--- Supplied material ---

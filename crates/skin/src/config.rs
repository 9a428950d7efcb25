//! Skin configuration.
//!
//! ```json
//! {
//!   "file_root": "/Textures/Interface/Default",
//!   "primary_palette": ["#4A90D9", "#3B7BC0", "#2E66A6", "#22518A", "#173C6E"],
//!   "secondary_palette": ["#E6E6E6", "#9A9A9A", "#4D4D4D", "#2B2B2B", "#141414"],
//!   "panel_margin": 3,
//!   "base_font_size": 12,
//!   "fonts": { "regular": "NotoSans", "display": "NotoSansDisplay", "mono": "NotoMono" }
//! }
//! ```
//! Every field is optional and falls back to [`SkinConfig::default`].

use crate::ConfigError;
use anyhow::{Context as _, Result};
use once_cell::sync::Lazy;
use serde::Deserialize;
use std::fs;
use std::path::Path;
use style_values::Rgba;

/// Number of entries in each palette.
pub const PALETTE_SIZE: usize = 5;

const DEFAULT_PRIMARY: [Rgba; PALETTE_SIZE] = [
    Rgba::new(0.290, 0.565, 0.851, 1.0),
    Rgba::new(0.231, 0.482, 0.753, 1.0),
    Rgba::new(0.180, 0.400, 0.651, 1.0),
    Rgba::new(0.133, 0.318, 0.541, 1.0),
    Rgba::new(0.090, 0.235, 0.431, 1.0),
];

const DEFAULT_SECONDARY: [Rgba; PALETTE_SIZE] = [
    Rgba::grey(0.902),
    Rgba::grey(0.604),
    Rgba::grey(0.302),
    Rgba::grey(0.169),
    Rgba::grey(0.078),
];

static DEFAULT_CONFIG: Lazy<SkinConfig> = Lazy::new(|| SkinConfig {
    file_root: "/Textures/Interface/Default".to_owned(),
    primary_palette: DEFAULT_PRIMARY.to_vec(),
    secondary_palette: DEFAULT_SECONDARY.to_vec(),
    panel_margin: 3,
    base_font_size: 12,
    fonts: FontFamilies::default(),
});

#[derive(Clone, Debug, PartialEq, Eq, Deserialize)]
#[serde(default)]
pub struct FontFamilies {
    pub regular: String,
    pub display: String,
    pub mono: String,
}

impl Default for FontFamilies {
    fn default() -> Self {
        Self {
            regular: "NotoSans".to_owned(),
            display: "NotoSansDisplay".to_owned(),
            mono: "NotoMono".to_owned(),
        }
    }
}

#[derive(Clone, Debug, PartialEq, Deserialize)]
#[serde(default)]
pub struct SkinConfig {
    /// Content directory holding the skin's textures.
    pub file_root: String,
    /// Five intense colours for accents.
    pub primary_palette: Vec<Rgba>,
    /// Five dull colours, e.g. window backgrounds and text.
    pub secondary_palette: Vec<Rgba>,
    /// Nine-patch margin of panel and button textures.
    pub panel_margin: u32,
    pub base_font_size: u32,
    pub fonts: FontFamilies,
}

impl Default for SkinConfig {
    fn default() -> Self {
        DEFAULT_CONFIG.clone()
    }
}

impl SkinConfig {
    /// Parse and validate a JSON configuration.
    ///
    /// # Errors
    /// Returns an error on malformed JSON, unparsable colours, or palettes
    /// without exactly five entries.
    pub fn from_json(text: &str) -> Result<Self> {
        let config: Self = serde_json::from_str(text).context("parsing skin configuration")?;
        config.validate()?;
        Ok(config)
    }

    /// Read, parse and validate a JSON configuration file.
    ///
    /// # Errors
    /// Returns an error if the file cannot be read or is not a valid configuration.
    pub fn load(path: &Path) -> Result<Self> {
        let text =
            fs::read_to_string(path).with_context(|| format!("reading {}", path.display()))?;
        Self::from_json(&text).with_context(|| format!("loading skin {}", path.display()))
    }

    /// # Errors
    /// Returns [`ConfigError::PaletteSize`] if a palette does not have
    /// [`PALETTE_SIZE`] entries.
    pub fn validate(&self) -> Result<(), ConfigError> {
        check_palette("primary", &self.primary_palette)?;
        check_palette("secondary", &self.secondary_palette)
    }

    /// Content path of a file under [`Self::file_root`].
    pub fn path(&self, file: &str) -> String {
        format!("{}/{file}", self.file_root.trim_end_matches('/'))
    }
}

fn check_palette(palette: &'static str, colors: &[Rgba]) -> Result<(), ConfigError> {
    if colors.len() == PALETTE_SIZE {
        Ok(())
    } else {
        Err(ConfigError::PaletteSize {
            palette,
            expected: PALETTE_SIZE,
            found: colors.len(),
        })
    }
}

---

• **Your task**: Copy each of the records above so that nothing differs from the original.

• **Answer box**:
filename crates/skin/src/config.rs
repository 9a428950d7efcb25
//! Skin configuration.
//!
//! ```json
//! {
//!   "file_root": "/Textures/Interface/Default",
//!   "primary_palette": ["#4A90D9", "#3B7BC0", "#2E66A6", "#22518A", "#173C6E"],
//!   "secondary_palette": ["#E6E6E6", "#9A9A9A", "#4D4D4D", "#2B2B2B", "#141414"],
//!   "panel_margin": 3,
//!   "base_font_size": 12,
//!   "fonts": { "regular": "NotoSans", "display": "NotoSansDisplay", "mono": "NotoMono" }
//! }
//! ```
//! Every field is optional and falls back to [`SkinConfig::default`].

use crate::ConfigError;
use anyhow::{Context as _, Result};
use once_cell::sync::Lazy;
use serde::Deserialize;
use std::fs;
use std::path::Path;
use style_values::Rgba;

/// Number of entries in each palette.
pub const PALETTE_SIZE: usize = 5;

const DEFAULT_PRIMARY: [Rgba; PALETTE_SIZE] = [
    Rgba::new(0.290, 0.565, 0.851, 1.0),
    Rgba::new(0.231, 0.482, 0.753, 1.0),
    Rgba::new(0.180, 0.400, 0.651, 1.0),
    Rgba::new(0.133, 0.318, 0.541, 1.0),
    Rgba::new(0.090, 0.235, 0.431, 1.0),
];

const DEFAULT_SECONDARY: [Rgba; PALETTE_SIZE] = [
    Rgba::grey(0.902),
    Rgba::grey(0.604),
    Rgba::grey(0.302),
    Rgba::grey(0.169),
    Rgba::grey(0.078),
];

static DEFAULT_CONFIG: Lazy<SkinConfig> = Lazy::new(|| SkinConfig {
    file_root: "/Textures/Interface/Default".to_owned(),
    primary_palette: DEFAULT_PRIMARY.to_vec(),
    secondary_palette: DEFAULT_SECONDARY.to_vec(),
    panel_margin: 3,
    base_font_size: 12,
    fonts: FontFamilies::default(),
});

#[derive(Clone, Debug, PartialEq, Eq, Deserialize)]
#[serde(default)]
pub struct FontFamilies {
    pub regular: String,
    pub display: String,
    pub mono: String,
}

impl Default for FontFamilies {
    fn default() -> Self {
        Self {
            regular: "NotoSans".to_owned(),
            display: "NotoSansDisplay".to_owned(),
            mono: "NotoMono".to_owned(),
        }
    }
}

#[derive(Clone, Debug, PartialEq, Deserialize)]
#[serde(default)]
pub struct SkinConfig {
    /// Content directory holding the skin's textures.
    pub file_root: String,
    /// Five intense colours for accents.
    pub primary_palette: Vec<Rgba>,
    /// Five dull colours, e.g. window backgrounds and text.
    pub secondary_palette: Vec<Rgba>,
    /// Nine-patch margin of panel and button textures.
    pub panel_margin: u32,
    pub base_font_size: u32,
    pub fonts: FontFamilies,
}

impl Default for SkinConfig {
    fn default() -> Self {
        DEFAULT_CONFIG.clone()
    }
}

impl SkinConfig {
    /// Parse and validate a JSON configuration.
    ///
    /// # Errors
    /// Returns an error on malformed JSON, unparsable colours, or palettes
    /// without exactly five entries.
    pub fn from_json(text: &str) -> Result<Self> {
        let config: Self = serde_json::from_str(text).context("parsing skin configuration")?;
        config.validate()?;
        Ok(config)
    }

    /// Read, parse and validate a JSON configuration file.
    ///
    /// # Errors
    /// Returns an error if the file cannot be read or is not a valid configuration.
    pub fn load(path: &Path) -> Result<Self> {
        let text =
            fs::read_to_string(path).with_context(|| format!("reading {}", path.display()))?;
        Self::from_json(&text).with_context(|| format!("loading skin {}", path.display()))
    }

    /// # Errors
    /// Returns [`ConfigError::PaletteSize`] if a palette does not have
    /// [`PALETTE_SIZE`] entries.
    pub fn validate(&self) -> Result<(), ConfigError> {
        check_palette("primary", &self.primary_palette)?;
        check_palette("secondary", &self.secondary_palette)
    }

    /// Content path of a file under [`Self::file_root`].
    pub fn path(&self, file: &str) -> String {
        format!("{}/{file}", self.file_root.trim_end_matches('/'))
    }
}

fn check_palette(palette: &'static str, colors: &[Rgba]) -> Result<(), ConfigError> {
    if colors.len() == PALETTE_SIZE {
        Ok(())
    } else {
        Err(ConfigError::PaletteSize {
            palette,
            expected: PALETTE_SIZE,
            found: colors.len(),
        })
    }
}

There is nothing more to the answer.